LAND ACKNOWLEDGEMENT, 1842 TERRITORY
Deep time and song, these infinite nations
under cathedral woodland dome, boundless,
long as memory, tall as a story
spun summer from spring, winter from autumn,
sugar bush from trout stream from wolf hymn, moon
to the sun, salt to sweet sea, all fire,
all the branches swaying, leaf and needle,
soul seed dirt to green to gold, queued to choir.
Then snake, the booze hag jig, the winking eye.
Mowed down to cord and plow, built mine and rail,
burnt bar and blade—give an inch, give a mile,
give a swollen river of blood. Gut shot,
call it by name. Gone to ground and held on
mother tongue, lost, but come again in word:
Maananoons. “No such thing as a trash tree.”

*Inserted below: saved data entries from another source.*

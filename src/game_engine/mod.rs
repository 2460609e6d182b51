//! Frame driver
//!
//! `Simulation` bundles a `BulletSystem` with the unit world and AI it runs
//! against and counts frames. It is the explicit context that replaces any
//! process-wide bullet state: two simulations never share anything.

use serde::{Deserialize, Serialize};
use tracing::debug;

use crate::models::bullet::BulletId;
use crate::models::config::BulletConfig;
use crate::models::errors::BulletResult;
use crate::models::position::direction_between;
use crate::models::unit::UnitId;
use crate::models::weapon::{WeaponId, WeaponTable};
use crate::services::ai::collect_helping_units;
use crate::services::bullet_system::{BulletFramesInput, BulletSystem, FrameReport, SavedBulletSystem};
use crate::services::damage::{HallucinationHit, WeaponDamage};
use crate::services::world::{AiHandler, UnitWorld};

/// Bullet state of a saved simulation. The unit world saves itself.
#[derive(Debug, Clone, PartialEq, Serialize, Deserialize)]
pub struct SavedSimulation {
    pub frame: u32,
    pub bullets: SavedBulletSystem,
}

pub struct Simulation<W: UnitWorld, A: AiHandler> {
    bullets: BulletSystem,
    world: W,
    ai: A,
    frame: u32,
}

impl<W: UnitWorld, A: AiHandler> Simulation<W, A> {
    /// Creates a simulation with the built-in weapons and default tunables
    pub fn new(world: W, ai: A) -> Self {
        Self::with_system(BulletSystem::default(), world, ai)
    }

    pub fn with_system(bullets: BulletSystem, world: W, ai: A) -> Self {
        Simulation {
            bullets,
            world,
            ai,
            frame: 0,
        }
    }

    pub fn bullets(&self) -> &BulletSystem {
        &self.bullets
    }

    pub fn bullets_mut(&mut self) -> &mut BulletSystem {
        &mut self.bullets
    }

    pub fn world(&self) -> &W {
        &self.world
    }

    pub fn world_mut(&mut self) -> &mut W {
        &mut self.world
    }

    pub fn ai(&self) -> &A {
        &self.ai
    }

    /// Frames progressed so far
    pub fn frame(&self) -> u32 {
        self.frame
    }

    /// Fire `weapon` from `shooter` at its current target.
    ///
    /// The bullet starts at the shooter's position, facing its target.
    pub fn fire(&mut self, shooter: UnitId, weapon: WeaponId) -> Option<BulletId> {
        let info = self.world.unit(shooter)?;
        let aim = info
            .target
            .and_then(|target| self.world.unit(target))
            .map_or(info.order_target_pos, |target| target.position);
        let direction = direction_between(info.position, aim);
        self.bullets.allocate_bullet(
            &mut self.world,
            Some(shooter),
            info.player,
            direction,
            weapon,
            info.position,
        )
    }

    /// Progress one frame with no outside damage.
    pub fn step(&mut self) -> FrameReport {
        self.step_with(Vec::new(), Vec::new())
    }

    /// Progress one frame, resolving `weapon_damages` and
    /// `hallucination_hits` along with the bullets' own hits.
    ///
    /// Helping units are looked up for every unit a bullet is aimed at and
    /// every unit named in the outside damage.
    pub fn step_with(
        &mut self,
        weapon_damages: Vec<WeaponDamage>,
        hallucination_hits: Vec<HallucinationHit>,
    ) -> FrameReport {
        let targets: Vec<UnitId> = self
            .bullets
            .active_bullets()
            .filter_map(|bullet| bullet.target)
            .chain(weapon_damages.iter().map(|hit| hit.target))
            .chain(hallucination_hits.iter().map(|hit| hit.target))
            .collect();
        let helping_units = collect_helping_units(&self.world, &self.ai, targets);

        let input = BulletFramesInput {
            weapon_damages,
            hallucination_hits,
            helping_units,
        };
        let report = self
            .bullets
            .progress_frames(&mut self.world, &mut self.ai, input);
        self.frame += 1;
        debug!(frame = self.frame, deleted = report.deleted, "simulation frame");
        report
    }

    /// Progress `frames` frames, returning every report in order.
    pub fn run(&mut self, frames: u32) -> Vec<FrameReport> {
        (0..frames).map(|_| self.step()).collect()
    }

    pub fn save(&self) -> SavedSimulation {
        SavedSimulation {
            frame: self.frame,
            bullets: self.bullets.serialize(&self.world),
        }
    }

    pub fn save_json(&self) -> BulletResult<String> {
        Ok(serde_json::to_string(&self.save())?)
    }

    /// Rebuild a simulation around an already loaded `world`.
    pub fn load(
        saved: SavedSimulation,
        world: W,
        ai: A,
        config: BulletConfig,
        weapons: WeaponTable,
    ) -> BulletResult<Self> {
        let mut bullets = BulletSystem::deserialize(saved.bullets, config, weapons)?;
        bullets.finish_load(&world);
        Ok(Simulation {
            bullets,
            world,
            ai,
            frame: saved.frame,
        })
    }

    pub fn load_json(
        json: &str,
        world: W,
        ai: A,
        config: BulletConfig,
        weapons: WeaponTable,
    ) -> BulletResult<Self> {
        let saved: SavedSimulation = serde_json::from_str(json)?;
        Self::load(saved, world, ai, config, weapons)
    }
}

Just white washed hands. Patience is a weapon
is a sign is a wheel is medicine.
But poison, too—relearn the tell. Wiigwaas.
Giizhik. Biisaandago-zhingwaak. Can’t duck
and dodge the unlearned thing, can’t eat a poem,
can’t dance atop a land acknowledgement.
A gravestone by any other name is.
Less than a prayer. Still, we could turn east
to an island thick bearded, burl and boll.
Our choices could kindle to gossamer
green, quick between crow’s return and chorus
frog. Together, zagaakwaa ezhaayin—
the forest is dense where you are going.